▸ **WORK ITEM**: In the listing below, find every line with the string "Completed" and pull it out.

▸ **DATA SUPPLIED**:
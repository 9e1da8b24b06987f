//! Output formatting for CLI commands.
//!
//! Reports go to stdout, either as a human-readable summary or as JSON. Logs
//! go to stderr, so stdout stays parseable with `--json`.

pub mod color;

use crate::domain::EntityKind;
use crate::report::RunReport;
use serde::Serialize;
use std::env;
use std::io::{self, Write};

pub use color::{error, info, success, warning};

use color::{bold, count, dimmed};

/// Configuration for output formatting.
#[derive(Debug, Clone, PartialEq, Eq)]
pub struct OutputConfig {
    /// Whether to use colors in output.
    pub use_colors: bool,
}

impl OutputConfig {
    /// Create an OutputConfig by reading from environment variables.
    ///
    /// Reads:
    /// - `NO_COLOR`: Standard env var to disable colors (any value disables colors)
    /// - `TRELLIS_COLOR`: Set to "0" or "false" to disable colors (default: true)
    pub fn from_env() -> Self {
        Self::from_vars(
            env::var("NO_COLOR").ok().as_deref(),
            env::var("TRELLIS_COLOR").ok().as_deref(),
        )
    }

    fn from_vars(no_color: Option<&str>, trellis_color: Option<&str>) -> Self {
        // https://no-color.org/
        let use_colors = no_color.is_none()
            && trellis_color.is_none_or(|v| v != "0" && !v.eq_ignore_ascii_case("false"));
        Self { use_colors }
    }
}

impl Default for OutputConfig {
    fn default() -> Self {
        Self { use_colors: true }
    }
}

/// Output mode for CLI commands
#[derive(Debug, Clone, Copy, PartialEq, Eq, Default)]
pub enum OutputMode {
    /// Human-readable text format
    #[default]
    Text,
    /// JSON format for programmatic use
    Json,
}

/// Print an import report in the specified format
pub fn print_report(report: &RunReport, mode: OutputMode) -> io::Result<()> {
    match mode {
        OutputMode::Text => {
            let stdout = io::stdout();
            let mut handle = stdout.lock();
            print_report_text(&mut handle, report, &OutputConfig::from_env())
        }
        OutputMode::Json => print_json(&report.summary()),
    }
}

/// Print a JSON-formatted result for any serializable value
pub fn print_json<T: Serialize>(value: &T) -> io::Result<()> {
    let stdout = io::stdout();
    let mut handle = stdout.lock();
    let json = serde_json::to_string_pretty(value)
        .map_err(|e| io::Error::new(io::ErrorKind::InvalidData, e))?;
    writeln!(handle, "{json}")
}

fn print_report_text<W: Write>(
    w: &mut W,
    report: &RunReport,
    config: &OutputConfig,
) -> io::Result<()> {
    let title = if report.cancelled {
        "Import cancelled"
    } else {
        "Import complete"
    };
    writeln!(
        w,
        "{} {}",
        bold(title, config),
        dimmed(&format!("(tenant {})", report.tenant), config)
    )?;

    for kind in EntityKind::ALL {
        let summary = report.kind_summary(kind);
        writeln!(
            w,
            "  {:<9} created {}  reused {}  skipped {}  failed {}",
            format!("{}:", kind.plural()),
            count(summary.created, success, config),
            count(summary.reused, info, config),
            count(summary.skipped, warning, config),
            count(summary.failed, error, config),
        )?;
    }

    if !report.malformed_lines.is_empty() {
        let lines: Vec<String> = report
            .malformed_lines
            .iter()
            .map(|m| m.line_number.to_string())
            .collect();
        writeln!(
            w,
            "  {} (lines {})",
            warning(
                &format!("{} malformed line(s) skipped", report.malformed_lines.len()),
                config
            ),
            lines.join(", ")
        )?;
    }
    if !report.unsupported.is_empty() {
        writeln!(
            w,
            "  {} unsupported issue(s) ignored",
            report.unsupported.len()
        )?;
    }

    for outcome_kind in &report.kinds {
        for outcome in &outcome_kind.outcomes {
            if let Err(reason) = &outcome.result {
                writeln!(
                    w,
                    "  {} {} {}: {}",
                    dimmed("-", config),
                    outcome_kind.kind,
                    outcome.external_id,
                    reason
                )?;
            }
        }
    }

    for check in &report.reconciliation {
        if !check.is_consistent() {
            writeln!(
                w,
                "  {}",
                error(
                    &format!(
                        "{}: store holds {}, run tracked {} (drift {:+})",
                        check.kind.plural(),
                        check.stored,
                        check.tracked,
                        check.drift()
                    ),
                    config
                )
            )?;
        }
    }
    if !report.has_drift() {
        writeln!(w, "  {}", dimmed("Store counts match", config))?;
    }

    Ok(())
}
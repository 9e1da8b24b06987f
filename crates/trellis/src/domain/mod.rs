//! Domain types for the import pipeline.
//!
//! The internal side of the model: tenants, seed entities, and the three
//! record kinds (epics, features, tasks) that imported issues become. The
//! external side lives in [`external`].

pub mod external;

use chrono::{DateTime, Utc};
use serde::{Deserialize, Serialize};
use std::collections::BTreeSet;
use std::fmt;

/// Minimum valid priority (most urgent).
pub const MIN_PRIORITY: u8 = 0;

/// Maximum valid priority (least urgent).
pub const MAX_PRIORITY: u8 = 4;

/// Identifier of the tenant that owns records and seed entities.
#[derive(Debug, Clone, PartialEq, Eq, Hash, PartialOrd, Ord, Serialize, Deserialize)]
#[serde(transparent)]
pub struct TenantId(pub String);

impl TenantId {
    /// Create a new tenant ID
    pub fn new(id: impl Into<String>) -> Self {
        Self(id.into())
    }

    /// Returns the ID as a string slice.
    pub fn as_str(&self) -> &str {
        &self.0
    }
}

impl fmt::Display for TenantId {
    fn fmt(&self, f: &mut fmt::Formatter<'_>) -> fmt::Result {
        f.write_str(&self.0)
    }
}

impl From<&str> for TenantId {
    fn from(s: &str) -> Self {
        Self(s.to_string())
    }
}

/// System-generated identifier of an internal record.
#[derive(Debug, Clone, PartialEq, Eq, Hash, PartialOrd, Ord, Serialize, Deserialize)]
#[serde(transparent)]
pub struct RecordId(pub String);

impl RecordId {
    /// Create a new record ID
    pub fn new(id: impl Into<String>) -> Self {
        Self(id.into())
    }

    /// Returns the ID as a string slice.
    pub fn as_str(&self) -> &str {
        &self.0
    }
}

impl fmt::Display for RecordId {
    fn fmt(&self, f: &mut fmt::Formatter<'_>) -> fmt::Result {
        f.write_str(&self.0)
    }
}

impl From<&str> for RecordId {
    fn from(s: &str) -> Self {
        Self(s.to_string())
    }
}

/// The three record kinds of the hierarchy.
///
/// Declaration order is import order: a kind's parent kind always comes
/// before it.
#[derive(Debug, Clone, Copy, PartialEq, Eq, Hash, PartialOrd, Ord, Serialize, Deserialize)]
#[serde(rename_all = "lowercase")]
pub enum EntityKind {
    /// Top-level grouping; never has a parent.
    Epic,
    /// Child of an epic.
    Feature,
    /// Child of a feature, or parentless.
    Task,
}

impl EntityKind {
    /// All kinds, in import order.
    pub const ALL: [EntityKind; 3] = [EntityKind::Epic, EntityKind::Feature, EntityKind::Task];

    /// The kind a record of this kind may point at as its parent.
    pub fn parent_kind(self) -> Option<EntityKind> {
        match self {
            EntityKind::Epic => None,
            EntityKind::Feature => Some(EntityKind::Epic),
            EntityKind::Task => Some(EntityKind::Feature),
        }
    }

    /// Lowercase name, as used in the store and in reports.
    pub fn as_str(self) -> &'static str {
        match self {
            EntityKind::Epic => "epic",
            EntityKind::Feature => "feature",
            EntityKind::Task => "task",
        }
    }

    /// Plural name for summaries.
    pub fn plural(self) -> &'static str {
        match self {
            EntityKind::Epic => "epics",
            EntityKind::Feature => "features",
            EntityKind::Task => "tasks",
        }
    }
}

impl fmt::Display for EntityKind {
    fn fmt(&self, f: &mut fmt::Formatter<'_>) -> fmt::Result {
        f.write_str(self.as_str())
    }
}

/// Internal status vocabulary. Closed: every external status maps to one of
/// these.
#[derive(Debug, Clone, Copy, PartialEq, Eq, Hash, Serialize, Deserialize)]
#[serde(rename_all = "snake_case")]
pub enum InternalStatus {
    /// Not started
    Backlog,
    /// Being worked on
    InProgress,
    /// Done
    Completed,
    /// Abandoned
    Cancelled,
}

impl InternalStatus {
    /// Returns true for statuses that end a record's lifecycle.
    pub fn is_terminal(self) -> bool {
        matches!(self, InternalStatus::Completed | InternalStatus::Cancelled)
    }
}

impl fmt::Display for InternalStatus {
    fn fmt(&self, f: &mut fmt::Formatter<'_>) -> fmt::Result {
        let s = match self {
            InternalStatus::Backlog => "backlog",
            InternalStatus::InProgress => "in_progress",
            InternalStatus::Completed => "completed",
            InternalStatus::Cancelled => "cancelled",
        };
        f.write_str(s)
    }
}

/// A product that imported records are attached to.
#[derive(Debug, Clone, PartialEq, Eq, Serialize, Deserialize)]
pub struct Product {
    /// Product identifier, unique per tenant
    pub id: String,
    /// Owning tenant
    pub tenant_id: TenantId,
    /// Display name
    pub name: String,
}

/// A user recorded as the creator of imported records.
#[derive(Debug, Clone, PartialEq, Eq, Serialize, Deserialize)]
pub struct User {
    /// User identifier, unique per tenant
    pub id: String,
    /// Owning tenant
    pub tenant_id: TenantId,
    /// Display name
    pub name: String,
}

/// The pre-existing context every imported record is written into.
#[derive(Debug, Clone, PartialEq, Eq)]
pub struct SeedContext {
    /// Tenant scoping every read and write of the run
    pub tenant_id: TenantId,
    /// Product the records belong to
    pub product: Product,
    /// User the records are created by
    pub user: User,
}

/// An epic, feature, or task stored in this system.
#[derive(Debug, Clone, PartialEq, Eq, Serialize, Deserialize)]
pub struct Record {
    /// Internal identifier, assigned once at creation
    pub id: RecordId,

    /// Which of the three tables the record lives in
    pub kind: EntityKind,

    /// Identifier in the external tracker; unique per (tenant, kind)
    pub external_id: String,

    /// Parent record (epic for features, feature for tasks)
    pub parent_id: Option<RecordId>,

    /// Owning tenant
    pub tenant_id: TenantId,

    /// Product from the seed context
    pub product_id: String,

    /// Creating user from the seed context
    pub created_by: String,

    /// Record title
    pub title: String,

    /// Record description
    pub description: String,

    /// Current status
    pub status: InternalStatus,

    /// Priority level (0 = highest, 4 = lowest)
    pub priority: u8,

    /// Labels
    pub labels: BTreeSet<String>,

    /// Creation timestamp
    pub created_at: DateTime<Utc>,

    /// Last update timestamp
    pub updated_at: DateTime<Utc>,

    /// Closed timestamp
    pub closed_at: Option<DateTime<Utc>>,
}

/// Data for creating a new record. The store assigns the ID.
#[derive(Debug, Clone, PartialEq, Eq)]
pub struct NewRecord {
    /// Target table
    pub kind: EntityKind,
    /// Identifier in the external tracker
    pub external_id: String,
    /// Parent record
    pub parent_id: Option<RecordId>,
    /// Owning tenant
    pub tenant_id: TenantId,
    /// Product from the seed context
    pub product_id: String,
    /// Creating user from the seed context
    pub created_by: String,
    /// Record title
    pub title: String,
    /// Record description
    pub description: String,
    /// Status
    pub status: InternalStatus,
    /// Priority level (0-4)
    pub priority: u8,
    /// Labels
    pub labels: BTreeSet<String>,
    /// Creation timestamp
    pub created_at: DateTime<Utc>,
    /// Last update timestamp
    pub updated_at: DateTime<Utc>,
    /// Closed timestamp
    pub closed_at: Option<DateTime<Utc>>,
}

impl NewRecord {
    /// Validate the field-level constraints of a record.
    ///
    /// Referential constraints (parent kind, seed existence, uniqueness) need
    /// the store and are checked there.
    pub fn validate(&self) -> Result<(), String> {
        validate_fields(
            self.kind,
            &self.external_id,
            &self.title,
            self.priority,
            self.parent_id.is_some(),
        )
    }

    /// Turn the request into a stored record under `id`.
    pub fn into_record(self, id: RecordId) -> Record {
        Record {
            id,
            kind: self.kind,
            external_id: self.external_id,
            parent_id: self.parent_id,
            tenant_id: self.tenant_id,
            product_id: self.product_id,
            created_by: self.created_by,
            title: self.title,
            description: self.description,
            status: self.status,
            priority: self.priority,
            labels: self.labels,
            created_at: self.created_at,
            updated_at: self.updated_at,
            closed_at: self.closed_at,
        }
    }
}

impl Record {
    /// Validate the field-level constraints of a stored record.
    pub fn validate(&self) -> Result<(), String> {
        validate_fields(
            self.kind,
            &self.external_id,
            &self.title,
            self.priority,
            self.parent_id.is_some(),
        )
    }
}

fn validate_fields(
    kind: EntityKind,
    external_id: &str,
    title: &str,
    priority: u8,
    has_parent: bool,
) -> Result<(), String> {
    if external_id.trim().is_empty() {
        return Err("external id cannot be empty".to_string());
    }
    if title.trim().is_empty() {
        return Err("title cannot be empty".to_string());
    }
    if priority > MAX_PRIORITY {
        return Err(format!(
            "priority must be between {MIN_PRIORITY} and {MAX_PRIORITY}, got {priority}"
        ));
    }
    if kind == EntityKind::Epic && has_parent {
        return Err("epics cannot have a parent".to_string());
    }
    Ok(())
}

▸ **ANSWER SPACE**:
    Completed,
        matches!(self, InternalStatus::Completed | InternalStatus::Cancelled)
            InternalStatus::Completed => "completed",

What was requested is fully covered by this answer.